● Problem
Please give the data again in full, precisely as it is written.

Dataset entries
============================================================
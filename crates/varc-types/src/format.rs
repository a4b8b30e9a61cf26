use std::fmt;
use std::str::FromStr;

use serde::{Deserialize, Serialize};

use crate::error::TypeError;

/// Stream format an archive serializes to.
#[derive(Clone, Copy, Debug, Default, PartialEq, Eq, Hash, Serialize, Deserialize)]
#[serde(rename_all = "kebab-case")]
pub enum ArchiveFormat {
    /// ZIP container (the default).
    #[default]
    Zip,
    /// Uncompressed POSIX ustar.
    Tar,
    /// Gzip-compressed ustar.
    TarGz,
}

impl ArchiveFormat {
    /// Conventional file extension, without the leading dot.
    pub fn extension(&self) -> &'static str {
        match self {
            Self::Zip => "zip",
            Self::Tar => "tar",
            Self::TarGz => "tar.gz",
        }
    }

    /// All supported formats.
    pub fn all() -> [ArchiveFormat; 3] {
        [Self::Zip, Self::Tar, Self::TarGz]
    }
}

impl fmt::Display for ArchiveFormat {
    fn fmt(&self, f: &mut fmt::Formatter<'_>) -> fmt::Result {
        f.write_str(self.extension())
    }
}

impl FromStr for ArchiveFormat {
    type Err = TypeError;

    fn from_str(s: &str) -> Result<Self, Self::Err> {
        match s.to_ascii_lowercase().as_str() {
            "zip" | "jar" | "war" | "ear" => Ok(Self::Zip),
            "tar" => Ok(Self::Tar),
            "tar.gz" | "tgz" | "tar-gz" => Ok(Self::TarGz),
            other => Err(TypeError::UnknownFormat(other.to_string())),
        }
    }
}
============================================================
● Response area
filename crates/varc-types/src/format.rs
repository a4b8b30e9a61cf26
use std::fmt;
use std::str::FromStr;

use serde::{Deserialize, Serialize};

use crate::error::TypeError;

/// Stream format an archive serializes to.
#[derive(Clone, Copy, Debug, Default, PartialEq, Eq, Hash, Serialize, Deserialize)]
#[serde(rename_all = "kebab-case")]
pub enum ArchiveFormat {
    /// ZIP container (the default).
    #[default]
    Zip,
    /// Uncompressed POSIX ustar.
    Tar,
    /// Gzip-compressed ustar.
    TarGz,
}

impl ArchiveFormat {
    /// Conventional file extension, without the leading dot.
    pub fn extension(&self) -> &'static str {
        match self {
            Self::Zip => "zip",
            Self::Tar => "tar",
            Self::TarGz => "tar.gz",
        }
    }

    /// All supported formats.
    pub fn all() -> [ArchiveFormat; 3] {
        [Self::Zip, Self::Tar, Self::TarGz]
    }
}

impl fmt::Display for ArchiveFormat {
    fn fmt(&self, f: &mut fmt::Formatter<'_>) -> fmt::Result {
        f.write_str(self.extension())
    }
}

impl FromStr for ArchiveFormat {
    type Err = TypeError;

    fn from_str(s: &str) -> Result<Self, Self::Err> {
        match s.to_ascii_lowercase().as_str() {
            "zip" | "jar" | "war" | "ear" => Ok(Self::Zip),
            "tar" => Ok(Self::Tar),
            "tar.gz" | "tgz" | "tar-gz" => Ok(Self::TarGz),
            other => Err(TypeError::UnknownFormat(other.to_string())),
        }
    }
}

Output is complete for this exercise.